Your objective: Nothing but the lines below between the line holding "and metrics handlers." and the line holding "pub const PACKAGE_ID: [&str;", inclusive, should appear in the answer, each set down exactly.
━━ Material shown ━━
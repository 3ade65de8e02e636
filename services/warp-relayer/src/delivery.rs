// Copyright 2022 Webb Technologies Inc.
//
// Licensed under the Apache License, Version 2.0 (the "License");
// you may not use this file except in compliance with the License.
// You may obtain a copy of the License at
//
// http://www.apache.org/licenses/LICENSE-2.0
//
// Unless required by applicable law or agreed to in writing, software
// distributed under the License is distributed on an "AS IS" BASIS,
// WITHOUT WARRANTIES OR CONDITIONS OF ANY KIND, either express or implied.
// See the License for the specific language governing permissions and
// limitations under the License.

//! Quorum-gated delivery of admitted messages.

use std::sync::Arc;
use std::time::Duration;

use typed_builder::TypedBuilder;
use warp_relayer_catch_up::{DeliveryOutcome, DeliveryPipeline};
use warp_relayer_config::SignatureCollectionConfig;
use warp_relayer_types::{NodeId, ObservedMessage, ValidatorSet};
use warp_relayer_validators::{
    has_quorum, signed_weight, Attestation, AttestationSet,
    CanonicalValidatorClient, PlatformClient, QuorumRequirement,
};

/// Asks validators to attest messages.
#[async_trait::async_trait]
pub trait SignatureCollector: Send + Sync {
    /// Requests an attestation of `message` from every node of `nodes` and
    /// returns the answers received in this round. Nodes that did not
    /// answer are simply missing from the result.
    async fn request_attestations(
        &self,
        message: &ObservedMessage,
        validators: &ValidatorSet,
        nodes: &[NodeId],
    ) -> crate::Result<Vec<(NodeId, Attestation)>>;
}

#[async_trait::async_trait]
impl<T: SignatureCollector + ?Sized> SignatureCollector for Arc<T> {
    async fn request_attestations(
        &self,
        message: &ObservedMessage,
        validators: &ValidatorSet,
        nodes: &[NodeId],
    ) -> crate::Result<Vec<(NodeId, Attestation)>> {
        (**self)
            .request_attestations(message, validators, nodes)
            .await
    }
}

/// What the destination chain made of a submitted message.
#[derive(Debug, Clone, Copy, PartialEq, Eq)]
pub enum Submission {
    /// The message was accepted.
    Accepted,
    /// The message will never be accepted, for example because it was
    /// delivered by another relayer already.
    Refused,
}

/// Hands attested messages to their destination chain.
#[async_trait::async_trait]
pub trait DestinationSubmitter: Send + Sync {
    /// Submits `message` with the attestations that reached quorum.
    async fn submit(
        &self,
        message: &ObservedMessage,
        validators: &ValidatorSet,
        attestations: &AttestationSet,
    ) -> crate::Result<Submission>;
}

#[async_trait::async_trait]
impl<T: DestinationSubmitter + ?Sized> DestinationSubmitter for Arc<T> {
    async fn submit(
        &self,
        message: &ObservedMessage,
        validators: &ValidatorSet,
        attestations: &AttestationSet,
    ) -> crate::Result<Submission> {
        (**self).submit(message, validators, attestations).await
    }
}

/// The delivery pipeline of the relayer.
///
/// Resolves the validator set of the source subnet at the current platform
/// height, gathers attestations in rounds until they carry the required
/// share of its weight, then submits the message. Running out of rounds
/// defers the message instead of failing it.
#[derive(TypedBuilder)]
pub struct AttestedDelivery<V, C, D> {
    validators: Arc<CanonicalValidatorClient<V>>,
    collector: C,
    submitter: D,
    requirement: QuorumRequirement,
    #[builder(default)]
    config: SignatureCollectionConfig,
}

impl<V, C, D> AttestedDelivery<V, C, D>
where
    V: PlatformClient,
    C: SignatureCollector,
    D: DestinationSubmitter,
{
    async fn collect(
        &self,
        message: &ObservedMessage,
        set: &ValidatorSet,
    ) -> crate::Result<Option<AttestationSet>> {
        let mut attestations = AttestationSet::new();
        let rounds = self.config.max_collection_rounds.max(1);
        for round in 1..=rounds {
            let missing: Vec<NodeId> = set
                .validators()
                .iter()
                .filter(|v| {
                    !v.node_ids.iter().any(|n| attestations.get(n).is_some())
                })
                .flat_map(|v| v.node_ids.iter().copied())
                .collect();
            let answers = self
                .collector
                .request_attestations(message, set, &missing)
                .await?;
            for (node, attestation) in answers {
                if let Err(e) = attestations.accept(set, node, attestation) {
                    tracing::debug!(error = %e, "ignoring attestation");
                }
            }
            if has_quorum(set, &attestations, self.requirement) {
                tracing::debug!(
                    round,
                    signers = attestations.len(),
                    "quorum reached",
                );
                return Ok(Some(attestations));
            }
            tracing::trace!(
                round,
                signed_weight = signed_weight(set, attestations.signers()),
                total_weight = set.total_weight(),
                "quorum not reached yet",
            );
            if round < rounds {
                tokio::time::sleep(Duration::from_millis(
                    self.config.round_interval,
                ))
                .await;
            }
        }
        Ok(None)
    }
}

#[async_trait::async_trait]
impl<V, C, D> DeliveryPipeline for AttestedDelivery<V, C, D>
where
    V: PlatformClient,
    C: SignatureCollector,
    D: DestinationSubmitter,
{
    #[tracing::instrument(
        skip_all,
        fields(
            source_blockchain = %message.source_blockchain_id,
            position = %message.position,
        ),
    )]
    async fn deliver(
        &self,
        message: &ObservedMessage,
    ) -> crate::Result<DeliveryOutcome> {
        let subnet_id = self
            .validators
            .subnet_for_chain(message.source_blockchain_id)
            .await?;
        let height = self.validators.current_height().await?;
        let set = self
            .validators
            .validator_set_at_height(subnet_id, height)
            .await?;

        let Some(attestations) = self.collect(message, &set).await? else {
            tracing::info!(
                subnet_id = %subnet_id,
                p_chain_height = height,
                "Not enough attestations, deferring the message",
            );
            return Ok(DeliveryOutcome::Deferred);
        };

        match self.submitter.submit(message, &set, &attestations).await? {
            Submission::Accepted => Ok(DeliveryOutcome::Delivered),
            Submission::Refused => Ok(DeliveryOutcome::Failed),
        }
    }
}
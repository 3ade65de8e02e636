// Copyright 2022 Webb Technologies Inc.
//
// Licensed under the Apache License, Version 2.0 (the "License");
// you may not use this file except in compliance with the License.
// You may obtain a copy of the License at
//
// http://www.apache.org/licenses/LICENSE-2.0
//
// Unless required by applicable law or agreed to in writing, software
// distributed under the License is distributed on an "AS IS" BASIS,
// WITHOUT WARRANTIES OR CONDITIONS OF ANY KIND, either express or implied.
// See the License for the specific language governing permissions and
// limitations under the License.

#![deny(unsafe_code)]
#![warn(missing_docs)]

//! # Warp Relayer Crate 🕸️
//!
//! A crate used to relay cross-chain messages between the chains of
//! validator subnets.
//!
//! ## Overview
//!
//! Every relayer instance is restricted by its configuration to a set of
//! source chains with the origin senders it accepts, and a set of
//! destination chains with the receivers it accepts. Several instances may
//! share one checkpoint database, each under its own namespace.
//!
//! For every configured source chain the relayer:
//!
//!   1. Replays the messages emitted since its last checkpoint, then follows
//!      the live feed of the chain.
//!   2. Drops the messages its allow-lists do not cover.
//!   3. Collects attestations from the validators of the source subnet
//!      until they carry the configured share of the subnet stake weight.
//!   4. Submits the attested message to its destination chain.
//!
//! The checkpoint of the chain moves past a message only once the message
//! was delivered, refused by its destination or rejected by the
//! allow-lists.
//!
//! The chain specific parts (reading source chains, requesting
//! attestations, submitting transactions) are plugged in through
//! [`service::ChainBackend`].
//!
//! # Features
//!
//! * `integration-tests`: logs in JSON, easy to parse from a test harness.
//!   By default, this is disabled.

/// Quorum-gated delivery pipeline.
pub mod delivery;
/// Health and metrics handlers.
pub mod routes;
/// A module for starting long-running tasks for message relaying.
pub mod service;

pub use warp_relayer_utils::{Error, Result};
use crate::{StorageEngine, WarpRelayerConfig};
use anyhow::Context;
use directories_next::ProjectDirs;
use std::path::{Path, PathBuf};
use warp_relayer_store::{FileStore, PersistentStore, SledStore};

/// Package identifier, where the default configuration & database are defined.
/// If no config directory is given, the relayer reads from the default
/// location depending on the OS.
pub const PACKAGE_ID: [&str; 3] = ["tools", "webb", "warp-relayer"];

/// Where to read the configuration from and where to keep the store.
#[derive(Debug, Clone, Default)]
pub struct SetupOptions {
    /// Directory that contains configration files.
    pub config_dir: Option<PathBuf>,
    /// Create the Database Store in a temporary directory.
    /// and will be deleted when the process exits.
    pub tmp: bool,
}

/// Loads the configuration from the given directory.
///
/// Returns `Ok(Config)` on success, or `Err(anyhow::Error)` on failure.
///
/// # Arguments
///
/// * `config_dir` - An optional path to the directory that contains the configuration.
pub fn load_config<P>(
    config_dir: Option<P>,
) -> Result<WarpRelayerConfig, anyhow::Error>
where
    P: AsRef<Path>,
{
    let path = match config_dir {
        Some(p) => p.as_ref().to_path_buf(),
        None => {
            tracing::debug!("Getting default dirs for warp relayer");
            let dirs = ProjectDirs::from(
                PACKAGE_ID[0],
                PACKAGE_ID[1],
                PACKAGE_ID[2],
            )
            .context("failed to get config")?;
            dirs.config_dir().to_path_buf()
        }
    };
    // return an error if the path is not a directory.
    if !path.is_dir() {
        return Err(anyhow::anyhow!("{} is not a directory", path.display()));
    }
    tracing::trace!("Loading Config from {} ..", path.display());
    let v = crate::utils::load(path)?;
    tracing::trace!("Config loaded..");
    Ok(v)
}

/// Sets up the logger for the relayer, based on the verbosity level passed in.
///
/// `0` only shows errors and `4` or more shows everything. The relayer
/// crates and the probe target follow `verbosity`, everything else follows
/// `RUST_LOG`.
pub fn setup_logger(verbosity: i32) -> anyhow::Result<()> {
    use tracing::Level;
    let log_level = match verbosity {
        0 => Level::ERROR,
        1 => Level::WARN,
        2 => Level::INFO,
        3 => Level::DEBUG,
        _ => Level::TRACE,
    };
    let mut env_filter = tracing_subscriber::EnvFilter::from_default_env();
    for target in [
        "warp_relayer",
        "warp_relayer_catch_up",
        "warp_relayer_validators",
        "warp_relayer_store",
        warp_relayer_utils::probe::TARGET,
    ] {
        env_filter = env_filter.add_directive(
            format!("{target}={log_level}")
                .parse()
                .context("invalid log directive")?,
        );
    }
    let logger = tracing_subscriber::fmt()
        .with_target(true)
        .with_max_level(log_level)
        .with_env_filter(env_filter);
    // if we are not compiling for integration tests, we should use pretty logs
    #[cfg(not(feature = "integration-tests"))]
    let logger = logger.pretty();
    // otherwise, we should use json, which is easy to parse.
    #[cfg(feature = "integration-tests")]
    let logger = logger.json().flatten_event(true).with_current_span(false);

    logger
        .try_init()
        .map_err(|e| anyhow::anyhow!("failed to install the logger: {e}"))?;
    Ok(())
}

/// Creates the checkpoint store.
///
/// `storage-location` wins over the config directory, which wins over the
/// OS data directory.
pub fn create_store(
    opts: &SetupOptions,
    config: &WarpRelayerConfig,
) -> anyhow::Result<PersistentStore> {
    // check if we shall use the temp dir.
    if opts.tmp {
        tracing::debug!("Using temp dir for store");
        let store = match config.storage_engine {
            StorageEngine::File => PersistentStore::File(FileStore::temporary()?),
            StorageEngine::Sled => PersistentStore::Sled(SledStore::temporary()?),
        };
        return Ok(store);
    }
    let db_path = match (&config.storage_location, &opts.config_dir) {
        (Some(location), _) => location.clone(),
        (None, Some(config_dir)) => match config_dir.parent() {
            Some(parent) => parent.join("store"),
            None => config_dir.join("store"),
        },
        (None, None) => {
            let dirs = ProjectDirs::from(
                PACKAGE_ID[0],
                PACKAGE_ID[1],
                PACKAGE_ID[2],
            )
            .context("failed to get data dir")?;
            dirs.data_local_dir().join("store")
        }
    };
    tracing::debug!(
        engine = ?config.storage_engine,
        "Opening store at {}",
        db_path.display()
    );
    let store = match config.storage_engine {
        StorageEngine::File => PersistentStore::File(FileStore::open(db_path)?),
        StorageEngine::Sled => PersistentStore::Sled(SledStore::open(db_path)?),
    };
    Ok(store)
}
// Copyright 2022 Webb Technologies Inc.
//
// Licensed under the Apache License, Version 2.0 (the "License");
// you may not use this file except in compliance with the License.
// You may obtain a copy of the License at
//
// http://www.apache.org/licenses/LICENSE-2.0
//
// Unless required by applicable law or agreed to in writing, software
// distributed under the License is distributed on an "AS IS" BASIS,
// WITHOUT WARRANTIES OR CONDITIONS OF ANY KIND, either express or implied.
// See the License for the specific language governing permissions and
// limitations under the License.

//! Platform chain API access.

use std::collections::HashMap;
use std::sync::atomic::{AtomicU64, Ordering};
use std::sync::Arc;
use std::time::Instant;

use reqwest::header::{HeaderMap, HeaderName, HeaderValue};
use reqwest::StatusCode;
use serde::de::DeserializeOwned;
use serde::{Deserialize, Serialize};
use serde_json::json;
use warp_relayer_config::PChainApiConfig;
use warp_relayer_types::{Id, NodeId, PublicKey, ValidatorSetHeight};
use warp_relayer_utils::metric::Metrics;
use warp_relayer_utils::Error;

/// Path of the platform chain API below the node base url.
pub const P_CHAIN_ENDPOINT: &str = "ext/bc/P";

/// JSON-RPC code returned by the node for a method it does not serve.
const METHOD_NOT_FOUND: i64 = -32601;

/// A validator as reported by the API, before canonical ordering.
#[derive(Debug, Clone, PartialEq, Eq)]
pub struct RawValidator {
    /// The node.
    pub node_id: NodeId,
    /// Attestation key, absent for nodes that never registered one.
    pub public_key: Option<PublicKey>,
    /// Stake weight.
    pub weight: u64,
}

/// Queries the platform chain answers.
#[async_trait::async_trait]
pub trait PlatformClient: Send + Sync {
    /// Height of the last accepted platform chain block.
    async fn height(&self) -> crate::Result<u64>;

    /// Validators of `subnet_id` at `height`. Fails with
    /// [`Error::MethodUnsupported`] when the node does not serve
    /// height-scoped queries.
    async fn validators_at(
        &self,
        subnet_id: Id,
        height: ValidatorSetHeight,
    ) -> crate::Result<Vec<RawValidator>>;

    /// The live validators of `subnet_id`, whatever the height.
    async fn current_validators(
        &self,
        subnet_id: Id,
    ) -> crate::Result<Vec<RawValidator>>;

    /// The subnet that validates `blockchain_id`.
    async fn validated_by(&self, blockchain_id: Id) -> crate::Result<Id>;
}

#[async_trait::async_trait]
impl<T: PlatformClient + ?Sized> PlatformClient for Arc<T> {
    async fn height(&self) -> crate::Result<u64> {
        (**self).height().await
    }

    async fn validators_at(
        &self,
        subnet_id: Id,
        height: ValidatorSetHeight,
    ) -> crate::Result<Vec<RawValidator>> {
        (**self).validators_at(subnet_id, height).await
    }

    async fn current_validators(
        &self,
        subnet_id: Id,
    ) -> crate::Result<Vec<RawValidator>> {
        (**self).current_validators(subnet_id).await
    }

    async fn validated_by(&self, blockchain_id: Id) -> crate::Result<Id> {
        (**self).validated_by(blockchain_id).await
    }
}

/// The node encodes `uint64` values as strings; older versions used numbers.
#[derive(Debug, Clone, Copy)]
struct JsonU64(u64);

impl<'de> Deserialize<'de> for JsonU64 {
    fn deserialize<D>(deserializer: D) -> Result<Self, D::Error>
    where
        D: serde::Deserializer<'de>,
    {
        #[derive(Deserialize)]
        #[serde(untagged)]
        enum Repr {
            Number(u64),
            Text(String),
        }
        match Repr::deserialize(deserializer)? {
            Repr::Number(n) => Ok(Self(n)),
            Repr::Text(s) => {
                s.parse().map(Self).map_err(serde::de::Error::custom)
            }
        }
    }
}

#[derive(Serialize)]
struct JsonRpcRequest<'a, P> {
    jsonrpc: &'static str,
    id: u64,
    method: &'a str,
    params: P,
}

#[derive(Deserialize)]
struct JsonRpcResponse<R> {
    #[serde(default = "Option::default")]
    result: Option<R>,
    #[serde(default)]
    error: Option<JsonRpcErrorObject>,
}

#[derive(Deserialize)]
struct JsonRpcErrorObject {
    code: i64,
    #[serde(default)]
    message: String,
}

#[derive(Deserialize)]
struct HeightReply {
    height: JsonU64,
}

#[derive(Deserialize)]
#[serde(untagged)]
enum ValidatorAtEntry {
    Detailed {
        #[serde(rename = "publicKey", default)]
        public_key: Option<PublicKey>,
        weight: JsonU64,
    },
    Weight(JsonU64),
}

#[derive(Deserialize)]
struct ValidatorsAtReply {
    validators: HashMap<NodeId, ValidatorAtEntry>,
}

#[derive(Deserialize)]
struct Signer {
    #[serde(rename = "publicKey")]
    public_key: PublicKey,
}

#[derive(Deserialize)]
struct CurrentValidator {
    #[serde(rename = "nodeID")]
    node_id: NodeId,
    #[serde(alias = "stakeAmount")]
    weight: JsonU64,
    #[serde(default)]
    signer: Option<Signer>,
}

#[derive(Deserialize)]
struct CurrentValidatorsReply {
    #[serde(default)]
    validators: Vec<CurrentValidator>,
}

#[derive(Deserialize)]
struct ValidatedByReply {
    #[serde(rename = "subnetID")]
    subnet_id: Id,
}

/// [`PlatformClient`] speaking JSON-RPC to `<base-url>/ext/bc/P`.
pub struct JsonRpcPlatformClient {
    http: reqwest::Client,
    endpoint: reqwest::Url,
    base_url: String,
    query: Vec<(String, String)>,
    metrics: Option<Arc<Metrics>>,
    next_id: AtomicU64,
}

impl std::fmt::Debug for JsonRpcPlatformClient {
    fn fmt(&self, f: &mut std::fmt::Formatter<'_>) -> std::fmt::Result {
        f.debug_struct("JsonRpcPlatformClient")
            .field("base_url", &self.base_url)
            .finish()
    }
}

impl JsonRpcPlatformClient {
    /// Builds a client from the `p-chain-api` section of the config.
    pub fn new(config: &PChainApiConfig) -> crate::Result<Self> {
        let endpoint = config.base_url.endpoint(P_CHAIN_ENDPOINT)?;
        let mut headers = HeaderMap::new();
        for (name, value) in &config.http_headers {
            let name = HeaderName::from_bytes(name.as_bytes()).map_err(|e| {
                Error::InvalidConfig(format!("http header {name}: {e}"))
            })?;
            let value = HeaderValue::from_str(value).map_err(|e| {
                Error::InvalidConfig(format!("http header {name}: {e}"))
            })?;
            headers.insert(name, value);
        }
        let http = reqwest::Client::builder()
            .default_headers(headers)
            .timeout(std::time::Duration::from_secs(30))
            .build()
            .map_err(|e| Error::InvalidConfig(format!("http client: {e}")))?;
        let mut query: Vec<_> = config
            .query_parameters
            .iter()
            .map(|(k, v)| (k.clone(), v.clone()))
            .collect();
        query.sort();
        Ok(Self {
            http,
            endpoint,
            base_url: config.base_url.to_string(),
            query,
            metrics: None,
            next_id: AtomicU64::new(1),
        })
    }

    /// Records the latency of every call in `p_chain_api_call_latency_ms`.
    pub fn with_metrics(mut self, metrics: Arc<Metrics>) -> Self {
        self.metrics = Some(metrics);
        self
    }

    fn unavailable(&self, reason: impl std::fmt::Display) -> Error {
        Error::UpstreamUnavailable {
            endpoint: self.base_url.clone(),
            reason: reason.to_string(),
        }
    }

    #[tracing::instrument(skip(self, params), fields(base_url = %self.base_url))]
    async fn call<P, R>(&self, method: &str, params: P) -> crate::Result<R>
    where
        P: Serialize + Send,
        R: DeserializeOwned,
    {
        let request = JsonRpcRequest {
            jsonrpc: "2.0",
            id: self.next_id.fetch_add(1, Ordering::Relaxed),
            method,
            params,
        };
        let started = Instant::now();
        let response = self
            .http
            .post(self.endpoint.clone())
            .query(&self.query)
            .json(&request)
            .send()
            .await;
        if let Some(metrics) = &self.metrics {
            metrics
                .p_chain_api_call_latency_ms
                .with_label_values(&[self.base_url.as_str()])
                .set(started.elapsed().as_secs_f64() * 1_000.0);
        }
        let response = response.map_err(|e| self.unavailable(e))?;
        let status = response.status();
        if status == StatusCode::NOT_FOUND {
            return Err(Error::MethodUnsupported {
                method: method.to_owned(),
            });
        }
        if !status.is_success() {
            return Err(self.unavailable(format!("HTTP {status}")));
        }
        let reply: JsonRpcResponse<R> =
            response.json().await.map_err(|e| self.unavailable(e))?;
        match (reply.result, reply.error) {
            (_, Some(e)) if e.code == METHOD_NOT_FOUND => {
                Err(Error::MethodUnsupported {
                    method: method.to_owned(),
                })
            }
            (_, Some(e)) => Err(Error::JsonRpc {
                method: method.to_owned(),
                code: e.code,
                message: e.message,
            }),
            (Some(result), None) => Ok(result),
            (None, None) => Err(Error::JsonRpc {
                method: method.to_owned(),
                code: 0,
                message: "response has neither result nor error".into(),
            }),
        }
    }
}

#[async_trait::async_trait]
impl PlatformClient for JsonRpcPlatformClient {
    async fn height(&self) -> crate::Result<u64> {
        let reply: HeightReply =
            self.call("platform.getHeight", json!({})).await?;
        Ok(reply.height.0)
    }

    async fn validators_at(
        &self,
        subnet_id: Id,
        height: ValidatorSetHeight,
    ) -> crate::Result<Vec<RawValidator>> {
        let height = match height {
            ValidatorSetHeight::At(h) => json!(h),
            ValidatorSetHeight::Proposed | ValidatorSetHeight::Current => {
                json!("proposed")
            }
        };
        let reply: ValidatorsAtReply = self
            .call(
                "platform.getValidatorsAt",
                json!({ "subnetID": subnet_id, "height": height }),
            )
            .await?;
        Ok(reply
            .validators
            .into_iter()
            .map(|(node_id, entry)| match entry {
                ValidatorAtEntry::Detailed { public_key, weight } => {
                    RawValidator {
                        node_id,
                        public_key,
                        weight: weight.0,
                    }
                }
                ValidatorAtEntry::Weight(weight) => RawValidator {
                    node_id,
                    public_key: None,
                    weight: weight.0,
                },
            })
            .collect())
    }

    async fn current_validators(
        &self,
        subnet_id: Id,
    ) -> crate::Result<Vec<RawValidator>> {
        let reply: CurrentValidatorsReply = self
            .call(
                "platform.getCurrentValidators",
                json!({ "subnetID": subnet_id }),
            )
            .await?;
        Ok(reply
            .validators
            .into_iter()
            .map(|v| RawValidator {
                node_id: v.node_id,
                public_key: v.signer.map(|s| s.public_key),
                weight: v.weight.0,
            })
            .collect())
    }

    async fn validated_by(&self, blockchain_id: Id) -> crate::Result<Id> {
        let reply: ValidatedByReply = self
            .call(
                "platform.validatedBy",
                json!({ "blockchainID": blockchain_id }),
            )
            .await?;
        Ok(reply.subnet_id)
    }
}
━━━
Response to this exercise:
/// Health and metrics handlers.
pub mod routes;
/// A module for starting long-running tasks for message relaying.
pub mod service;

pub use warp_relayer_utils::{Error, Result};
use crate::{StorageEngine, WarpRelayerConfig};
use anyhow::Context;
use directories_next::ProjectDirs;
use std::path::{Path, PathBuf};
use warp_relayer_store::{FileStore, PersistentStore, SledStore};

/// Package identifier, where the default configuration & database are defined.
/// If no config directory is given, the relayer reads from the default
/// location depending on the OS.
pub const PACKAGE_ID: [&str; 3] = ["tools", "webb", "warp-relayer"];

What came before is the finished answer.